- [TASK TO COMPLETE]:
Tally the lines in the material below that hold the string "bool" and report the tally alone.
● ● ● ● ●
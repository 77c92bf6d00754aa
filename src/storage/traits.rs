//! Storage traits and error types
//!
//! This module defines the record store interface, the unit of work it hands
//! out, and associated error types.

use crate::quote::QuoteRecord;
use crate::storage::QuoteRow;
use thiserror::Error;

/// Errors that can occur during storage operations
#[derive(Debug, Error)]
pub enum StorageError {
    #[error("SQLite error: {0}")]
    Sqlite(#[from] rusqlite::Error),

    #[error("Insert of quote #{index} failed: {source}")]
    Insert {
        index: usize,
        #[source]
        source: Box<StorageError>,
    },
}

/// Result type for storage operations
pub type StorageResult<T> = Result<T, StorageError>;

/// A transactional scope: all of its inserts become visible together or not at all
///
/// `commit` and `rollback` consume the unit, so it is released on either path.
/// Dropping a unit without committing discards its writes.
pub trait UnitOfWork {
    /// Stages one quote row
    fn insert(&mut self, quote: &QuoteRecord) -> StorageResult<()>;

    /// Makes every staged row visible
    fn commit(self: Box<Self>) -> StorageResult<()>;

    /// Discards every staged row
    fn rollback(self: Box<Self>) -> StorageResult<()>;
}

/// Trait for record store implementations
pub trait RecordStore {
    /// Begins a unit of work; it borrows the store exclusively until released
    fn begin(&mut self) -> StorageResult<Box<dyn UnitOfWork + '_>>;

    /// Loads every persisted row in insertion order
    fn load_all(&self) -> StorageResult<Vec<QuoteRow>>;

    /// Counts persisted rows
    fn count(&self) -> StorageResult<u64>;
}
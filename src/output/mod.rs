//! Output module for harvest results
//!
//! This module provides:
//! - The per-quote console listing printed after a harvest
//! - Run and store statistics
//! - Markdown export of the persisted corpus

mod markdown;
mod stats;

pub use markdown::{format_markdown_summary, generate_markdown_summary};
pub use stats::{load_statistics, print_report, print_statistics, StoreStatistics};

use crate::quote::QuoteRecord;
use crate::storage::StorageError;
use thiserror::Error;

/// Errors that can occur while producing output
#[derive(Debug, Error)]
pub enum OutputError {
    #[error("IO error: {0}")]
    Io(#[from] std::io::Error),

    #[error("Storage error: {0}")]
    Storage(#[from] StorageError),
}

/// Result type for output operations
pub type OutputResult<T> = Result<T, OutputError>;

/// Formats one quote as the console block printed after a harvest
pub fn format_quote(quote: &QuoteRecord) -> String {
    format!(
        "Quote: {}\nAuthor: {}\nTags: {}\nAuthor info: {}\n{}",
        quote.text,
        quote.author,
        quote.joined_tags(),
        quote.author_info.as_deref().unwrap_or("-"),
        "-".repeat(80)
    )
}

/// Prints every quote in order
pub fn print_quotes(quotes: &[QuoteRecord]) {
    for quote in quotes {
        println!("{}", format_quote(quote));
    }
}

#[cfg(test)]
mod tests {
    use super::*;

    #[test]
    fn test_format_quote() {
        let quote = QuoteRecord::new("Be yourself.", "Oscar Wilde", ["attributed", "honesty"])
            .with_author_info("Irish poet.");

        let block = format_quote(&quote);
        let lines: Vec<&str> = block.lines().collect();

        assert_eq!(lines[0], "Quote: Be yourself.");
        assert_eq!(lines[1], "Author: Oscar Wilde");
        assert_eq!(lines[2], "Tags: attributed, honesty");
        assert_eq!(lines[3], "Author info: Irish poet.");
        assert_eq!(lines[4].len(), 80);
    }

    #[test]
    fn test_format_quote_without_bio() {
        let quote = QuoteRecord::new("Q", "A", Vec::<&str>::new());
        assert!(format_quote(&quote).contains("Author info: -"));
    }
}
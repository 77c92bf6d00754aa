//! Quote-Harvest main entry point
//!
//! This is the command-line interface for the Quote-Harvest corpus builder.

use clap::Parser;
use quote_harvest::config::{load_config_with_hash, Config};
use quote_harvest::crawler::{harvest, Pipeline};
use quote_harvest::output::{
    generate_markdown_summary, load_statistics, print_quotes, print_report, print_statistics,
};
use quote_harvest::storage::{RecordStore, SqliteStore};
use std::path::{Path, PathBuf};
use tracing_subscriber::EnvFilter;

/// Quote-Harvest: a one-shot quote corpus builder
///
/// Quote-Harvest walks a paginated quote listing, removes duplicate quotes,
/// looks up every author's biography concurrently and stores the result in
/// SQLite as one all-or-nothing batch.
#[derive(Parser, Debug)]
#[command(name = "quote-harvest")]
#[command(version = "1.0.0")]
#[command(about = "A one-shot quote corpus builder", long_about = None)]
struct Cli {
    /// Path to TOML configuration file
    #[arg(value_name = "CONFIG")]
    config: PathBuf,

    /// Increase logging verbosity (-v, -vv, -vvv)
    #[arg(short, long, action = clap::ArgAction::Count)]
    verbose: u8,

    /// Suppress non-error output
    #[arg(short, long, conflicts_with = "verbose")]
    quiet: bool,

    /// Skip printing the persisted quotes after the harvest
    #[arg(long)]
    no_print: bool,

    /// Validate config and show what would be harvested without fetching anything
    #[arg(long, conflicts_with_all = ["stats", "export_summary", "random"])]
    dry_run: bool,

    /// Show statistics from the database and exit
    #[arg(long, conflicts_with_all = ["dry_run", "export_summary", "random"])]
    stats: bool,

    /// Write the stored quotes as markdown and exit
    #[arg(long, conflicts_with_all = ["dry_run", "stats", "random"])]
    export_summary: bool,

    /// Fetch and print a single random quote; nothing is stored
    #[arg(long, conflicts_with_all = ["dry_run", "stats", "export_summary"])]
    random: bool,
}

#[tokio::main]
async fn main() -> Result<(), Box<dyn std::error::Error>> {
    let cli = Cli::parse();

    setup_logging(cli.verbose, cli.quiet);

    tracing::info!("Loading configuration from: {}", cli.config.display());
    let config = match load_config_with_hash(&cli.config) {
        Ok((cfg, hash)) => {
            tracing::info!("Configuration loaded successfully (hash: {})", hash);
            cfg
        }
        Err(e) => {
            tracing::error!("Failed to load configuration: {}", e);
            return Err(e.into());
        }
    };

    if cli.dry_run {
        handle_dry_run(&config);
    } else if cli.stats {
        handle_stats(&config)?;
    } else if cli.export_summary {
        handle_export_summary(&config)?;
    } else if cli.random {
        handle_random(config).await?;
    } else {
        handle_harvest(config, !cli.no_print).await?;
    }

    Ok(())
}

/// Sets up the logging/tracing subscriber based on verbosity level
fn setup_logging(verbose: u8, quiet: bool) {
    let filter = if quiet {
        EnvFilter::new("error")
    } else {
        match verbose {
            0 => EnvFilter::new("quote_harvest=info,warn"),
            1 => EnvFilter::new("quote_harvest=debug,info"),
            2 => EnvFilter::new("quote_harvest=trace,debug"),
            _ => EnvFilter::new("trace"),
        }
    };

    tracing_subscriber::fmt()
        .with_env_filter(filter)
        .with_target(false)
        .with_thread_ids(false)
        .with_file(false)
        .init();
}

/// Handles the --dry-run mode: shows the validated configuration
fn handle_dry_run(config: &Config) {
    println!("=== Quote-Harvest Dry Run ===\n");

    println!("Site:");
    println!("  Base URL: {}", config.site.base_url);
    println!("  Start path: {}", config.site.start_path);
    println!("  Author path prefix: {}", config.site.author_path_prefix);

    println!("\nCrawler:");
    println!(
        "  Max concurrent lookups: {}",
        config.crawler.max_concurrent_lookups
    );
    println!("  On page error: {:?}", config.crawler.on_page_error);
    println!("  Request timeout: {}s", config.crawler.request_timeout_secs);

    println!("\nUser Agent:");
    println!(
        "  {}/{}",
        config.user_agent.crawler_name, config.user_agent.crawler_version
    );

    println!("\nOutput:");
    println!("  Database: {}", config.output.database_path);
    println!("  Summary: {}", config.output.summary_path);

    println!("\n✓ Configuration is valid");
}

/// Handles the --stats mode: shows statistics from the database
fn handle_stats(config: &Config) -> Result<(), Box<dyn std::error::Error>> {
    println!("Database: {}\n", config.output.database_path);

    let store = SqliteStore::open(Path::new(&config.output.database_path))?;
    let stats = load_statistics(&store)?;
    print_statistics(&stats);

    Ok(())
}

/// Handles the --export-summary mode: writes the stored quotes as markdown
fn handle_export_summary(config: &Config) -> Result<(), Box<dyn std::error::Error>> {
    println!("=== Exporting Quote Summary ===\n");
    println!("Database: {}", config.output.database_path);
    println!("Output: {}", config.output.summary_path);
    println!();

    let store = SqliteStore::open(Path::new(&config.output.database_path))?;

    tracing::info!("Loading quotes from database...");
    let rows = store.load_all()?;

    generate_markdown_summary(&rows, Path::new(&config.output.summary_path))?;

    println!("✓ Exported {} quotes to: {}", rows.len(), config.output.summary_path);

    Ok(())
}

/// Handles the --random mode
async fn handle_random(config: Config) -> Result<(), Box<dyn std::error::Error>> {
    let pipeline = Pipeline::with_http(config)?;
    let quote = pipeline.random_quote().await?;
    print_quotes(std::slice::from_ref(&quote));
    Ok(())
}

/// Handles the main harvest operation
async fn handle_harvest(config: Config, print: bool) -> Result<(), Box<dyn std::error::Error>> {
    tracing::info!(
        "Harvesting {} into {}",
        config.site.base_url,
        config.output.database_path
    );

    match harvest(config).await {
        Ok(report) => {
            tracing::info!("Harvest completed successfully");
            if print {
                print_quotes(&report.quotes);
            }
            print_report(&report);
            Ok(())
        }
        Err(e) => {
            tracing::error!("Harvest failed ({:?}): {}", e.kind(), e);
            Err(e.into())
        }
    }
}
● ● ● ● ●
- [THE ANSWER]:
8